Madame la présidente, monsieur le ministre, chers collègues, au sein de la commission des affairés économiques, dont je suis membre, nous avons conduit un certain nombre d'auditions sur les états généraux de l'alimentation. Je voudrais faire part d'une intervention, qui m'a particulièrement marqué, du président de la Confédération nationale de l'élevage, qui a réclamé un « nouveau contrat social entre les agriculteurs et la société ». Je le cite : « Qu'attend-on de nous ? Vous voulez la compétition, le modèle néo-zélandais ? On le fera. Une agriculture familiale, de proximité, qui intègre le bien-être animal ? [… ] On le fera. Vous voulez tout à la fois ? C'est aux Français, et à vous, les politiques, de fixer un cap. »
Cette interpellation m'a paru très juste. Quel contrat social voulons-nous ? Quel cap fixons-nous ? Quelle agriculture pour quelle alimentation ? À cette question, je veux, pour ma part, répondre sans biaiser.

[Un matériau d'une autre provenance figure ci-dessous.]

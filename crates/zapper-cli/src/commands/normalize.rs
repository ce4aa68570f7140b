use crate::commands::print_json;
use anyhow::Result;
use clap::Args;
use serde::Serialize;
use zapper_core::{CanonicalNumber, RejectReason};

#[derive(Debug, Args)]
pub struct NormalizeArgs {
    #[arg(required = true)]
    pub numbers: Vec<String>,
}

#[derive(Debug, Serialize)]
struct NormalizedEntry {
    input: String,
    number: Option<CanonicalNumber>,
    rejected: Option<RejectReason>,
}

pub fn normalize(json: bool, args: NormalizeArgs) -> Result<()> {
    let entries: Vec<NormalizedEntry> = args
        .numbers
        .into_iter()
        .map(|input| match CanonicalNumber::classify(&input) {
            Ok(number) => NormalizedEntry {
                input,
                number: Some(number),
                rejected: None,
            },
            Err(reason) => NormalizedEntry {
                input,
                number: None,
                rejected: Some(reason),
            },
        })
        .collect();

    if json {
        return print_json(&entries);
    }

    for entry in entries {
        match (entry.number, entry.rejected) {
            (Some(number), _) => println!("{} -> {}", entry.input, number),
            (None, Some(reason)) => println!("{} -> invalid ({})", entry.input, reason),
            (None, None) => {}
        }
    }
    Ok(())
}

Dans l'après-guerre, le contrat social était clair : il s'agissait de nourrir les Français, d'en revenir à l'autosuffisance alimentaire, et ensuite, éventuellement, de diminuer les prix. Cela a eu pour conséquences la révolution agricole, l'usage de la chimie, les élevages en batterie, aujourd'hui montrés du doigt mais qui ont constitué, pour nos grands-parents, un énorme défi. La main-d'oeuvre libérée par les champs était absorbée par l'essor industriel. C'est La Montagne que chantait Jean Ferrat : « Ils quittent un à un le pays, pour s'en aller gagner leur vie, loin de la terre où ils sont nés [… ] ». Dès les années 1970, le pari est gagné : l'autosuffisance est atteinte. On va même au-delà, puisque les surstocks s'accumulent. On se lance dans l'export, à travers l'Europe puis le monde, et les prix baissent. Dans le budget des ménages, en un demi-siècle, la part de l'alimentation est divisée par deux, passant de 35 % à 16 % aujourd'hui, se trouvant ainsi reléguée derrière le budget du logement.
Où en sommes-nous, maintenant ? Le mouvement se poursuit, mais je dirais qu'il tourne à vide, sans but. Après les accords du GATT – accord général sur les tarifs douaniers et le commerce – , l'Uruguay Round, l'Organisation mondiale du commerce, voici venu le temps du CETA. Et qu'importe la casse ! En vingt ans, la moitié des exploitations a disparu, alors même qu'à l'inverse des années 1970, l'industrie ne réclame plus de bras. J'ajoute qu'en 2016, la moitié des agriculteurs ont gagné moins de 354 euros par mois : la chute des cours conduit à la misère. Enfin, je rappellerai une réalité sordide : un agriculteur, en France, se suicide tous les deux jours. C'est le fait d'une évidente crise sociale, mais aussi – elles sont liées, à mon sens – d'une crise existentielle. À ce propos, le président de la Mutualité sociale agricole déclarait : « Il y a une interrogation dans les campagnes sur le sens de notre métier : on est là pour faire quoi ? Beaucoup de mes collègues me demandent : est-ce qu'on a vraiment besoin de nous ? Est-ce qu'on sert vraiment à nourrir la population ? » Ce doute mine des hommes, autant que la pauvreté : à quoi sert-on ? À quoi servent-ils ? Un sentiment de malaise – je dirais même un sentiment de l'absurde – gagne les campagnes.
De fait, quel but propose-t-on aujourd'hui aux agriculteurs ? Toujours plus d'exportations ? En ouvrant les auditions, le président de la commission fixait ainsi cet objectif aux états généraux de l'alimentation : « renforcer notre puissance agricole » ; vous l'avez d'ailleurs évoqué, monsieur le ministre, devant la commission des affaires économiques. D'autres ont évoqué la « mission exportatrice de la France », comme jadis on parlait de sa mission civilisatrice – sans doute les deux se confondent-ils dans certains esprits. Et pour tous ou presque, il faut rendre l'agriculture française plus compétitive. « Compétitivité », tel est d'ailleurs le premier mot du programme budgétaire.
À mes yeux, cet objectif n'a plus lieu d'être ; on nourrit là, me semble-t-il, une illusion. Même si l'on baisse les normes environnementales, les cotisations, les salaires, l'agriculture française ne sera plus compétitive – elle ne peut rivaliser avec les fermes usines, les élevages géants, les ouvriers sous-payés, qu'ils soient brésiliens ou polonais.